What you are asked to do:
Among the lines below, take the one holding "filename crates/core/src/error.rs", the one holding "pub fn run(cli: Cli)", and all lines between them. Set them down exactly.

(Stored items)
=== Begin Enclosure ===

#[tokio::test(start_paused = true)]
async fn malformed_frame_keeps_connection() {
    let (mut session, transport, _) = connected(SessionConfig::default()).await;
    let (cb, errors) = recorder();
    session.subscribe_errors(cb);

    transport.push_result(Err(TransportError::SerializationError("bad frame".into())));
    session.step().await;

    assert!(session.is_connected());
    assert_eq!(codes(&errors), vec![ErrorCode::TimerStateError]);
}

// Local preconditions

fn bits_without_count() -> Donation {
    let mut donation = Donation::bits("fan", 1);
    donation.metadata.bits = None;
    donation
}

fn raid_without_viewers() -> Donation {
    let mut donation = Donation::raid("raider", 1);
    donation.metadata.viewers = None;
    donation
}

#[parameterized(
    zero_minutes = { Intent::AddTime { minutes: 0, donation: Donation::subscription("fan") } },
    blank_username = { Intent::AddTime { minutes: 1, donation: Donation::subscription("  ") } },
    bits_missing_count = { Intent::AddTime { minutes: 1, donation: bits_without_count() } },
    raid_missing_viewers = { Intent::AddTime { minutes: 1, donation: raid_without_viewers() } },
    blank_save_name = { Intent::SaveState { name: " \t ".into(), description: Some("x".into()) } },
    blank_state_id = { Intent::LoadState { state_id: Some(String::new()) } },
)]
fn invalid_intents_fail_locally(intent: Intent) {
    assert!(matches!(intent.check(), Err(SessionError::InvalidInput(_))));
}

#[parameterized(
    pause = { Intent::Pause },
    load_latest = { Intent::LoadState { state_id: None } },
    sub = { Intent::AddTime { minutes: 3, donation: Donation::subscription("fan") } },
)]
fn valid_intents_pass(intent: Intent) {
    assert!(intent.check().is_ok());
    assert_eq!(intent.to_message(&identity()).timer_key(), KEY);
}

#[tokio::test(start_paused = true)]
async fn blank_save_name_never_leaves_the_client() {
    let (mut session, transport, remote) = setup(SessionConfig::default());

    for via in [Via::Live, Via::OneShot] {
        let err = session.save_state("   ", None, via).await.unwrap_err();
        assert!(matches!(err, SessionError::InvalidInput(_)));
    }
    let handle = session.handle();
    let intent = Intent::SaveState {
        name: "\n".into(),
        description: None,
    };
    assert!(matches!(
        handle.send(intent, Via::Live),
        Err(SessionError::InvalidInput(_))
    ));

    assert_eq!(session.pending_operations(), 0);
    assert!(transport.outgoing().is_empty());
    assert!(remote.commands().is_empty());
}

#[tokio::test(start_paused = true)]
async fn save_state_trims_name_and_drops_blank_description() {
    let (mut session, transport, _) = connected(SessionConfig::default()).await;
    session
        .save_state("  Intro  ", Some("   "), Via::Live)
        .await
        .unwrap();

    match transport.outgoing().last() {
        Some(ClientMessage::SaveState(save)) => {
            assert_eq!(save.name, "Intro");
            assert!(save.description.is_none());
        }
        other => panic!("expected save_state, got {:?}", other),
    }
}

// Connection lifecycle

#[tokio::test(start_paused = true)]
async fn connect_timeout_is_a_connection_error() {
    let (mut session, transport, _) = setup(SessionConfig::default());
    let (cb, errors) = recorder::<TimerError>();
    session.subscribe_errors(cb);
    transport.hang_connects(true);

    let started = Instant::now();
    assert!(!session.ensure_connection().await);
    assert!(started.elapsed() >= Duration::from_secs(10));

    let errors = errors.lock().unwrap();
    assert_eq!(errors[0].code, ErrorCode::ConnectionError);
    assert!(errors[0].message.contains("timed out"));
    assert_eq!(session.connection_state(), ConnectionState::Disconnected);
}

#[tokio::test(start_paused = true)]
async fn exhausted_budget_stops_watchdog_until_explicit_ensure() {
    let (mut session, transport, _) = setup(with_max_attempts(2));
    let (cb, errors) = recorder();
    session.subscribe_errors(cb);
    transport.fail_next_connects(100);

    assert!(!session.ensure_connection().await);
    for _ in 0..10 {
        if session.controller.is_exhausted() {
            break;
        }
        session.step().await;
    }
    // The first attempt plus two retries
    assert_eq!(transport.connect_calls(), 3);
    assert_eq!(
        codes(&errors),
        vec![
            ErrorCode::ConnectionError,
            ErrorCode::ConnectionError,
            ErrorCode::ConnectionError,
            ErrorCode::MaxReconnectAttempts
        ]
    );

    // Watchdog ticks, but the cycle is over
    session.step().await;
    session.step().await;
    assert_eq!(transport.connect_calls(), 3);
    assert_eq!(
        session.handle().status(),
        "disconnected (gave up after 3 attempts)"
    );

    transport.fail_next_connects(0);
    assert!(session.ensure_connection().await);
    assert_eq!(transport.connect_calls(), 4);
}
// SPDX-License-Identifier: MIT
// Copyright (c) 2026 Alfred Jean LLC

#![deny(unsafe_code)]
#![deny(clippy::unwrap_used)]
#![deny(clippy::expect_used)]

use clap::Parser;
use tkrs::Cli;

fn setup_logging(verbose: bool) {
    use tracing_subscriber::EnvFilter;

    let filter = if verbose {
        EnvFilter::new("debug")
    } else {
        EnvFilter::try_from_default_env().unwrap_or_else(|_| EnvFilter::new("warn"))
    };

    tracing_subscriber::fmt()
        .with_env_filter(filter)
        .with_writer(std::io::stderr)
        .init();
}

fn main() {
    let cli = Cli::parse();
    setup_logging(cli.verbose);
    if let Err(e) = tkrs::run(cli) {
        eprintln!("error: {}", e);
        std::process::exit(1);
    }
}
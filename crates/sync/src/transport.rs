// SPDX-License-Identifier: MIT
// Copyright (c) 2026 Alfred Jean LLC

//! Transport abstraction for the persistent timer connection.
//!
//! The transport is a raw send/receive primitive with connect and disconnect.
//! It never retries on its own; reconnection belongs to the session.

use std::future::Future;
use std::pin::Pin;

use futures_util::{SinkExt, StreamExt};
use tk_core::protocol::{ClientMessage, Envelope};
use tokio_tungstenite::tungstenite::Message;

/// Error type for transport operations.
#[derive(Debug, thiserror::Error)]
pub enum TransportError {
    /// Connection failed.
    #[error("connection failed: {0}")]
    ConnectionFailed(String),

    /// Connection closed unexpectedly.
    #[error("connection closed")]
    ConnectionClosed,

    /// Send failed.
    #[error("send failed: {0}")]
    SendFailed(String),

    /// Receive failed.
    #[error("receive failed: {0}")]
    ReceiveFailed(String),

    /// A frame could not be encoded or decoded. The connection is still usable.
    #[error("serialization error: {0}")]
    SerializationError(String),
}

impl TransportError {
    /// True if the connection survived this error.
    pub fn is_recoverable(&self) -> bool {
        matches!(self, TransportError::SerializationError(_))
    }
}

/// Result type for transport operations.
pub type TransportResult<T> = Result<T, TransportError>;

/// Persistent duplex connection to the timer authority.
///
/// Implemented over WebSocket in production and by in-memory doubles in
/// tests.
pub trait Transport: Send {
    /// Connect to the authority.
    fn connect(
        &mut self,
        url: &str,
    ) -> Pin<Box<dyn Future<Output = TransportResult<()>> + Send + '_>>;

    /// Disconnect from the authority.
    fn disconnect(&mut self) -> Pin<Box<dyn Future<Output = TransportResult<()>> + Send + '_>>;

    /// Send a command.
    fn send(
        &mut self,
        msg: ClientMessage,
    ) -> Pin<Box<dyn Future<Output = TransportResult<()>> + Send + '_>>;

    /// Receive the next pushed event.
    ///
    /// Returns `None` if the connection is closed.
    fn recv(&mut self)
        -> Pin<Box<dyn Future<Output = TransportResult<Option<Envelope>>> + Send + '_>>;

    /// Check if connected.
    fn is_connected(&self) -> bool;
}

type WsStream =
    tokio_tungstenite::WebSocketStream<tokio_tungstenite::MaybeTlsStream<tokio::net::TcpStream>>;

/// What one inbound WebSocket frame means to the session.
#[derive(Debug, PartialEq)]
pub(crate) enum Frame {
    Event(Envelope),
    /// Control frames and empty payloads.
    Skip,
    Closed,
    Malformed(String),
}

/// Interprets one frame. Text and binary frames both carry JSON envelopes.
pub(crate) fn decode_frame(message: Message) -> Frame {
    let bytes = match message {
        Message::Text(text) => text.as_bytes().to_vec(),
        Message::Binary(data) => data.to_vec(),
        Message::Close(_) => return Frame::Closed,
        Message::Ping(_) | Message::Pong(_) | Message::Frame(_) => return Frame::Skip,
    };
    let text = match std::str::from_utf8(&bytes) {
        Ok(text) => text.trim(),
        Err(e) => return Frame::Malformed(format!("frame is not UTF-8: {}", e)),
    };
    if text.is_empty() {
        return Frame::Skip;
    }
    match Envelope::from_json(text) {
        Ok(envelope) => Frame::Event(envelope),
        Err(e) => Frame::Malformed(e.to_string()),
    }
}

fn check_scheme(url: &str) -> TransportResult<()> {
    if url.starts_with("ws://") || url.starts_with("wss://") {
        Ok(())
    } else {
        Err(TransportError::ConnectionFailed(format!(
            "unsupported url '{}': expected ws:// or wss://",
            url
        )))
    }
}

/// WebSocket transport over tokio-tungstenite.
#[derive(Default)]
pub struct WebSocketTransport {
    stream: Option<WsStream>,
    url: Option<String>,
}

impl WebSocketTransport {
    pub fn new() -> Self {
        Self::default()
    }

    /// The URL of the open connection.
    pub fn url(&self) -> Option<&str> {
        self.url.as_deref()
    }

    fn drop_connection(&mut self) {
        self.stream = None;
        self.url = None;
    }
}

impl Transport for WebSocketTransport {
    fn connect(
        &mut self,
        url: &str,
    ) -> Pin<Box<dyn Future<Output = TransportResult<()>> + Send + '_>> {
        let url = url.to_string();
        Box::pin(async move {
            check_scheme(&url)?;
            let (stream, response) = tokio_tungstenite::connect_async(url.as_str())
                .await
                .map_err(|e| TransportError::ConnectionFailed(e.to_string()))?;
            tracing::debug!(%url, status = %response.status(), "websocket handshake done");

            self.stream = Some(stream);
            self.url = Some(url);
            Ok(())
        })
    }

    fn disconnect(&mut self) -> Pin<Box<dyn Future<Output = TransportResult<()>> + Send + '_>> {
        Box::pin(async move {
            let stream = self.stream.take();
            self.url = None;
            if let Some(mut stream) = stream {
                // The peer may already be gone
                let _ = stream.close(None).await;
            }
            Ok(())
        })
    }

    fn send(
        &mut self,
        msg: ClientMessage,
    ) -> Pin<Box<dyn Future<Output = TransportResult<()>> + Send + '_>> {
        Box::pin(async move {
            let json = msg
                .to_json()
                .map_err(|e| TransportError::SerializationError(e.to_string()))?;
            let stream = self.stream.as_mut().ok_or(TransportError::ConnectionClosed)?;

            // send() flushes, so a dead peer shows up here
            if let Err(e) = stream.send(Message::Text(json.into())).await {
                self.drop_connection();
                return Err(TransportError::SendFailed(e.to_string()));
            }
            Ok(())
        })
    }

    fn recv(
        &mut self,
    ) -> Pin<Box<dyn Future<Output = TransportResult<Option<Envelope>>> + Send + '_>> {
        Box::pin(async move {
            let stream = self.stream.as_mut().ok_or(TransportError::ConnectionClosed)?;

            loop {
                let message = match stream.next().await {
                    Some(Ok(message)) => message,
                    Some(Err(e)) => {
                        self.drop_connection();
                        return Err(TransportError::ReceiveFailed(e.to_string()));
                    }
                    None => {
                        self.drop_connection();
                        return Ok(None);
                    }
                };

                match decode_frame(message) {
                    Frame::Event(envelope) => return Ok(Some(envelope)),
                    Frame::Skip => continue,
                    Frame::Closed => {
                        self.drop_connection();
                        return Ok(None);
                    }
                    Frame::Malformed(reason) => {
                        return Err(TransportError::SerializationError(reason));
                    }
                }
            }
        })
    }

    fn is_connected(&self) -> bool {
        self.stream.is_some()
    }
}

#[cfg(test)]
#[path = "transport_tests.rs"]
mod tests;
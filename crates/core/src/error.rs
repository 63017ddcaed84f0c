// SPDX-License-Identifier: MIT
// Copyright (c) 2026 Alfred Jean LLC

//! Error types for tk-core operations.

use thiserror::Error;

/// All possible errors that can occur in tk-core operations.
#[derive(Debug, Error)]
pub enum Error {
    #[error("invalid timer type: '{0}'\n  hint: valid types are: countdown, countup")]
    InvalidTimerType(String),

    #[error("invalid timer status: '{0}'\n  hint: valid statuses are: running, paused, stopped")]
    InvalidStatus(String),

    #[error("invalid donation type: '{0}'\n  hint: valid types are: bits, raid, subscription")]
    InvalidDonationType(String),

    #[error("{0}")]
    InvalidInput(String),

    #[error("json error: {0}")]
    Json(#[from] serde_json::Error),
}

/// A specialized Result type for tk-core operations.
pub type Result<T> = std::result::Result<T, Error>;

#[cfg(test)]
#[path = "error_tests.rs"]
mod tests;
// SPDX-License-Identifier: MIT
// Copyright (c) 2026 Alfred Jean LLC

//! tkrs - Command-line client for a remotely hosted stream timer.
//!
//! This crate provides the `tock` binary on top of [`tk_sync`]:
//!
//! - [`Config`] - TOML configuration with command-line overrides
//! - [`Cli`] - Argument parsing for every subcommand
//! - [`Error`] - Error types with user-facing hints
//!
//! ```rust,ignore
//! use clap::Parser;
//! use tkrs::Cli;
//!
//! let cli = Cli::parse();
//! tkrs::run(cli)?;
//! ```

mod cli;
mod commands;
mod display;

pub mod config;
pub mod error;

pub use cli::{Cli, Command, DonationKind, OutputFormat, Route, TimerKind};
pub use config::{default_config_path, Config, Overrides};
pub use error::{Error, Result};

/// Execute a CLI invocation: load the config, apply overrides and run the
/// command to completion.
pub fn run(cli: Cli) -> Result<()> {
    let mut config = Config::resolve(cli.config.as_deref())?;
    config.apply(cli.overrides());

    let rt = tokio::runtime::Runtime::new()?;
    rt.block_on(commands::execute(config, cli.command))
}
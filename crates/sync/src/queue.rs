// SPDX-License-Identifier: MIT
// Copyright (c) 2026 Alfred Jean LLC

//! Pending operation queue for commands issued while disconnected.
//!
//! Operations are drained strictly in issuance order. A failed operation goes
//! back to the head and stops the drain, so nothing issued after it can run
//! first. The queue lives for the lifetime of the session; nothing is persisted.

use std::collections::VecDeque;
use std::future::Future;
use std::pin::Pin;

/// Something that can execute a queued operation.
pub trait Executor<Op> {
    type Error;

    /// Executes one operation.
    fn execute<'a>(
        &'a mut self,
        op: &'a Op,
    ) -> Pin<Box<dyn Future<Output = Result<(), Self::Error>> + Send + 'a>>;
}

/// Result of a drain pass.
#[derive(Debug)]
pub struct DrainOutcome<E> {
    /// Operations executed successfully and removed.
    pub executed: usize,
    /// The error that stopped the drain, if any. The failing operation is
    /// back at the head of the queue.
    pub failure: Option<E>,
}

impl<E> DrainOutcome<E> {
    /// True if the drain stopped on a failure.
    pub fn stalled(&self) -> bool {
        self.failure.is_some()
    }
}

/// FIFO queue of pending operations.
#[derive(Debug)]
pub struct OperationQueue<Op> {
    pending: VecDeque<Op>,
}

impl<Op> Default for OperationQueue<Op> {
    fn default() -> Self {
        OperationQueue {
            pending: VecDeque::new(),
        }
    }
}

impl<Op> OperationQueue<Op> {
    pub fn new() -> Self {
        Self::default()
    }

    /// Appends an operation to the tail.
    pub fn enqueue(&mut self, op: Op) {
        self.pending.push_back(op);
    }

    /// Executes queued operations from the head until the queue is empty or
    /// one fails.
    pub async fn drain<X>(&mut self, executor: &mut X) -> DrainOutcome<X::Error>
    where
        X: Executor<Op>,
    {
        let mut executed = 0;

        while let Some(op) = self.pending.pop_front() {
            match executor.execute(&op).await {
                Ok(()) => executed += 1,
                Err(e) => {
                    self.pending.push_front(op);
                    return DrainOutcome {
                        executed,
                        failure: Some(e),
                    };
                }
            }
        }

        DrainOutcome {
            executed,
            failure: None,
        }
    }

    /// Removes the head without executing it.
    pub fn discard_head(&mut self) -> Option<Op> {
        self.pending.pop_front()
    }

    /// Drops every pending operation.
    pub fn clear(&mut self) {
        self.pending.clear();
    }

    pub fn len(&self) -> usize {
        self.pending.len()
    }

    pub fn is_empty(&self) -> bool {
        self.pending.is_empty()
    }
}

#[cfg(test)]
#[path = "queue_tests.rs"]
mod tests;
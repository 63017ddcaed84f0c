// SPDX-License-Identifier: MIT
// Copyright (c) 2026 Alfred Jean LLC

//! Command implementations.
//!
//! Every command builds one session, performs its operation over the
//! configured path, prints the result and tears the session down. `watch`
//! keeps the session running until Ctrl-C.

use std::sync::atomic::{AtomicUsize, Ordering};
use std::sync::Arc;
use std::time::Duration;

use serde::Serialize;
use tk_core::{SavedTimerState, TimerSnapshot, TimerType};
use tk_sync::{subscriber, Existence, Intent, TimerError, TimerSession, Via};
use tokio::time::Instant;

use crate::cli::{self, Command, OutputFormat};
use crate::config::Config;
use crate::display::{format_donation, format_saved_state, format_snapshot, format_snapshot_detail};
use crate::error::{Error, Result};

/// How long a live command waits for the authority to answer.
const REPLY_WINDOW: Duration = Duration::from_millis(1500);

/// Counts what the session has delivered so far.
#[derive(Default)]
struct Seen {
    snapshots: AtomicUsize,
    listings: AtomicUsize,
}

struct Runner {
    session: TimerSession,
    ws_url: String,
    via: Via,
    seen: Arc<Seen>,
}

/// Runs one command against the timer service.
pub async fn execute(config: Config, command: Command) -> Result<()> {
    let mut runner = Runner::new(&config)?;
    match command {
        Command::Watch => runner.watch().await,
        Command::State { output } => runner.state(output).await,
        Command::Create { kind, time } => {
            let defaults = &config.session.defaults;
            let intent = Intent::Create {
                timer_type: kind.map(TimerType::from).unwrap_or(defaults.timer_type),
                initial_time: Some(time.unwrap_or(defaults.initial_time_secs)),
            };
            runner.send(intent).await
        }
        Command::Start => runner.send(Intent::Start).await,
        Command::Stop => runner.send(Intent::Stop).await,
        Command::Pause => runner.send(Intent::Pause).await,
        Command::Resume => runner.send(Intent::Resume).await,
        Command::Reset => runner.send(Intent::Reset).await,
        Command::AddTime {
            minutes,
            user,
            kind,
            bits,
            viewers,
            message,
        } => {
            let donation = cli::donation(kind, &user, bits, viewers, message);
            runner.send(Intent::AddTime { minutes, donation }).await
        }
        Command::Save { name, description } => {
            runner.send(Intent::SaveState { name, description }).await
        }
        Command::Load { state_id } => runner.send(Intent::LoadState { state_id }).await,
        Command::States { output } => runner.states(output).await,
        Command::Donations { output } => runner.donations(output).await,
    }
}

impl Runner {
    fn new(config: &Config) -> Result<Self> {
        let identity = config.identity()?;
        let mut session = TimerSession::new(identity, config.session.clone(), &config.http_url)?;

        let seen = Arc::new(Seen::default());
        let counter = Arc::clone(&seen);
        session.subscribe_state(subscriber(move |_: &TimerSnapshot| {
            counter.snapshots.fetch_add(1, Ordering::SeqCst);
            Ok(())
        }));
        let counter = Arc::clone(&seen);
        session.subscribe_saved_states(subscriber(move |_: &Vec<SavedTimerState>| {
            counter.listings.fetch_add(1, Ordering::SeqCst);
            Ok(())
        }));
        session.subscribe_errors(subscriber(|err: &TimerError| {
            eprintln!("warning: {}", err);
            Ok(())
        }));

        Ok(Runner {
            session,
            ws_url: config.session.ws_url.clone(),
            via: config.prefer,
            seen,
        })
    }

    async fn connect(&mut self) -> Result<()> {
        if self.session.ensure_connection().await {
            Ok(())
        } else {
            Err(Error::Unreachable(self.ws_url.clone()))
        }
    }

    /// Steps the session until `done` holds or the reply window closes.
    async fn settle_until(&mut self, done: impl Fn(&Seen) -> bool) {
        let deadline = Instant::now() + REPLY_WINDOW;
        while !done(&self.seen) {
            if tokio::time::timeout_at(deadline, self.session.step())
                .await
                .is_err()
            {
                break;
            }
        }
    }

    async fn send(&mut self, intent: Intent) -> Result<()> {
        intent.check()?;
        let event = intent.to_message(self.session.identity()).event_name();

        if self.via == Via::Live {
            self.connect().await?;
        }
        self.session.perform(intent, self.via).await?;

        if self.via == Via::Live {
            if self.session.pending_operations() > 0 {
                return Err(Error::Unreachable(self.ws_url.clone()));
            }
            // The resync requested on connect, then the reply to the command
            self.settle_until(|seen| seen.snapshots.load(Ordering::SeqCst) >= 2)
                .await;
        }

        println!("Sent {}", event);
        if let Some(snapshot) = self.session.current_state() {
            println!("{}", format_snapshot(snapshot));
        }
        self.session.disconnect().await;
        Ok(())
    }

    async fn state(&mut self, output: OutputFormat) -> Result<()> {
        let snapshot = match self.via {
            Via::OneShot => self
                .session
                .fetch_current_state_once()
                .await?
                .ok_or_else(|| Error::TimerNotFound(self.session.identity().key.clone()))?,
            Via::Live => {
                self.connect().await?;
                self.settle_until(|seen| seen.snapshots.load(Ordering::SeqCst) > 0)
                    .await;
                let snapshot = self.session.current_state().cloned();
                self.session.disconnect().await;
                snapshot.ok_or(Error::NoResponse(REPLY_WINDOW.as_secs()))?
            }
        };

        match output {
            OutputFormat::Text => {
                for line in format_snapshot_detail(&snapshot) {
                    println!("{}", line);
                }
            }
            OutputFormat::Json => print_json(&snapshot)?,
        }
        Ok(())
    }

    async fn states(&mut self, output: OutputFormat) -> Result<()> {
        if self.via == Via::Live {
            self.connect().await?;
        }
        self.session.list_saved_states(self.via).await?;
        if self.via == Via::Live {
            self.settle_until(|seen| seen.listings.load(Ordering::SeqCst) > 0)
                .await;
            if self.seen.listings.load(Ordering::SeqCst) == 0 {
                self.session.disconnect().await;
                return Err(Error::NoResponse(REPLY_WINDOW.as_secs()));
            }
        }

        let states = self.session.saved_states().to_vec();
        self.session.disconnect().await;
        match output {
            OutputFormat::Text if states.is_empty() => println!("No saved states"),
            OutputFormat::Text => {
                for state in &states {
                    println!("{}", format_saved_state(state));
                }
            }
            OutputFormat::Json => print_json(&states)?,
        }
        Ok(())
    }

    async fn donations(&mut self, output: OutputFormat) -> Result<()> {
        let records = self.session.fetch_donations().await?;
        match output {
            OutputFormat::Text if records.is_empty() => println!("No donations"),
            OutputFormat::Text => {
                for record in &records {
                    println!("{}", format_donation(record));
                }
            }
            OutputFormat::Json => print_json(&records)?,
        }
        Ok(())
    }

    async fn watch(&mut self) -> Result<()> {
        match self.session.check_exists(self.via).await {
            Ok(Existence::Found(_)) => {}
            Ok(Existence::CreatedDefault) => {
                println!("Timer not found, created it with the configured defaults")
            }
            Err(e) => tracing::warn!(error = %e, "initial lookup failed"),
        }

        // Hydrated with the fetched snapshot, if any
        self.session
            .subscribe_state(subscriber(|snapshot: &TimerSnapshot| {
                println!("{}", format_snapshot(snapshot));
                Ok(())
            }));
        self.session.subscribe_connection(subscriber(|connected: &bool| {
            eprintln!("{}", if *connected { "connected" } else { "disconnected" });
            Ok(())
        }));

        let handle = self.session.handle();
        tokio::spawn(async move {
            if tokio::signal::ctrl_c().await.is_ok() {
                let _ = handle.shutdown();
            }
        });

        self.session.run().await;
        Ok(())
    }
}

fn print_json<T: Serialize + ?Sized>(value: &T) -> Result<()> {
    println!("{}", serde_json::to_string_pretty(value)?);
    Ok(())
}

=== End Enclosure ===

Your response:
filename crates/core/src/error.rs
repository 63017ddcaed84f0c
// SPDX-License-Identifier: MIT
// Copyright (c) 2026 Alfred Jean LLC

//! Error types for tk-core operations.

use thiserror::Error;

/// All possible errors that can occur in tk-core operations.
#[derive(Debug, Error)]
pub enum Error {
    #[error("invalid timer type: '{0}'\n  hint: valid types are: countdown, countup")]
    InvalidTimerType(String),

    #[error("invalid timer status: '{0}'\n  hint: valid statuses are: running, paused, stopped")]
    InvalidStatus(String),

    #[error("invalid donation type: '{0}'\n  hint: valid types are: bits, raid, subscription")]
    InvalidDonationType(String),

    #[error("{0}")]
    InvalidInput(String),

    #[error("json error: {0}")]
    Json(#[from] serde_json::Error),
}

/// A specialized Result type for tk-core operations.
pub type Result<T> = std::result::Result<T, Error>;

#[cfg(test)]
#[path = "error_tests.rs"]
mod tests;
// SPDX-License-Identifier: MIT
// Copyright (c) 2026 Alfred Jean LLC

//! tkrs - Command-line client for a remotely hosted stream timer.
//!
//! This crate provides the `tock` binary on top of [`tk_sync`]:
//!
//! - [`Config`] - TOML configuration with command-line overrides
//! - [`Cli`] - Argument parsing for every subcommand
//! - [`Error`] - Error types with user-facing hints
//!
//! ```rust,ignore
//! use clap::Parser;
//! use tkrs::Cli;
//!
//! let cli = Cli::parse();
//! tkrs::run(cli)?;
//! ```

mod cli;
mod commands;
mod display;

pub mod config;
pub mod error;

pub use cli::{Cli, Command, DonationKind, OutputFormat, Route, TimerKind};
pub use config::{default_config_path, Config, Overrides};
pub use error::{Error, Result};

/// Execute a CLI invocation: load the config, apply overrides and run the
/// command to completion.
pub fn run(cli: Cli) -> Result<()> {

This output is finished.